*TASK TO COMPLETE:* In how many lines of the listing below does "Some" appear? Give only the figure.

*STORED DATA:*
== == ==
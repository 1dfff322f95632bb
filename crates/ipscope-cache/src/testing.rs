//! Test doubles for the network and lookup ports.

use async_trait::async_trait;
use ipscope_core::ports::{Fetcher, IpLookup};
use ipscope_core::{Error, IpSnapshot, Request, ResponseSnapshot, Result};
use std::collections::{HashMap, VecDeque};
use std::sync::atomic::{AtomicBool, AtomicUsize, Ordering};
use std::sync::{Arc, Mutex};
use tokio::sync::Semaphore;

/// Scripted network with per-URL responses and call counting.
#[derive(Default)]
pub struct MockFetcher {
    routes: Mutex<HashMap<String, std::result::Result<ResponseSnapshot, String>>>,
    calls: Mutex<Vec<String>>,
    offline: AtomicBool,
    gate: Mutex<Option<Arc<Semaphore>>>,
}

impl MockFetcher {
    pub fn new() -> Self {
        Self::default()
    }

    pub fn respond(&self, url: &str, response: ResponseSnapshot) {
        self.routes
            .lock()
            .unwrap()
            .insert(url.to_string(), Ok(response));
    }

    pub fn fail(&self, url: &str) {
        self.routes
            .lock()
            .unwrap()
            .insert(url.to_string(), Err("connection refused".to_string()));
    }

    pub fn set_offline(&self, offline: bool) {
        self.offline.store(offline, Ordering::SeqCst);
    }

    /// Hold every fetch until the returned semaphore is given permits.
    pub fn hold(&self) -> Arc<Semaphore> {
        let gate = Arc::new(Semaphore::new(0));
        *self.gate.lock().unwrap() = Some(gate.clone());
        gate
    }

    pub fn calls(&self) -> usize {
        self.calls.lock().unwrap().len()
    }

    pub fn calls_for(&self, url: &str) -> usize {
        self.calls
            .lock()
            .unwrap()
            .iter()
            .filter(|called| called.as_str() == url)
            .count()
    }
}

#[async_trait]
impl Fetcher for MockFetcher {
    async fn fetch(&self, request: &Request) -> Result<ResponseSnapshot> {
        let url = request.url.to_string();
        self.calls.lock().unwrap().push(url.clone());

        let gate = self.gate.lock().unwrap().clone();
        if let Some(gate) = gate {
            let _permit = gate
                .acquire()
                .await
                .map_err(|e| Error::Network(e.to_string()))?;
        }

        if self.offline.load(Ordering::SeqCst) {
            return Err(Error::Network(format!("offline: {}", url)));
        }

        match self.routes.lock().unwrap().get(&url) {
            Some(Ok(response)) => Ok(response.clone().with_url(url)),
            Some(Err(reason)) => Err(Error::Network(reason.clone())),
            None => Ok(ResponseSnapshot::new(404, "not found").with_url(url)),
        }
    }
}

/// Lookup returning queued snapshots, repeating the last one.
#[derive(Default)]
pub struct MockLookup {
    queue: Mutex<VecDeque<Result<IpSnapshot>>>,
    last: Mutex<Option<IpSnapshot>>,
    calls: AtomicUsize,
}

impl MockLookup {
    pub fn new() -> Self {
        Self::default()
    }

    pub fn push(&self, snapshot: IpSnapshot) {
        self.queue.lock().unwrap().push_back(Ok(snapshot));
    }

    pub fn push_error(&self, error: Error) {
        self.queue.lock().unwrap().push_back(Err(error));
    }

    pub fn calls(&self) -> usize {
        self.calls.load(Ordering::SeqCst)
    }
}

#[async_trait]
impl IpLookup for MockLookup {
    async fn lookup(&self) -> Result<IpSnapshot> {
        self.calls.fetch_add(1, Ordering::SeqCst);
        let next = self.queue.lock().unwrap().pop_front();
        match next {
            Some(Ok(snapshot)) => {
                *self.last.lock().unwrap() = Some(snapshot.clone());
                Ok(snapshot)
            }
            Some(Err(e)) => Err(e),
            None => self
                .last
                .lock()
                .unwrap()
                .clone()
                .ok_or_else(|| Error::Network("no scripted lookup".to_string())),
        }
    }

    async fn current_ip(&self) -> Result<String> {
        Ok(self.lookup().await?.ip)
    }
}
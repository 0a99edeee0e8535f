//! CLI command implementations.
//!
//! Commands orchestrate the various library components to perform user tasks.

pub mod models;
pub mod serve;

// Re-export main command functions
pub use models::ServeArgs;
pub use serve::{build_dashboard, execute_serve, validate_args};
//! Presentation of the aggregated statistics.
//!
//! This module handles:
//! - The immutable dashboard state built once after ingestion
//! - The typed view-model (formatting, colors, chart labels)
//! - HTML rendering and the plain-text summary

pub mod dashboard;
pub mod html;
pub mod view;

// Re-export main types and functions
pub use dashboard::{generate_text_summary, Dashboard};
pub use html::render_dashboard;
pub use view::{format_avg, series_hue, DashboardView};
== == ==
*OUTPUT:* 7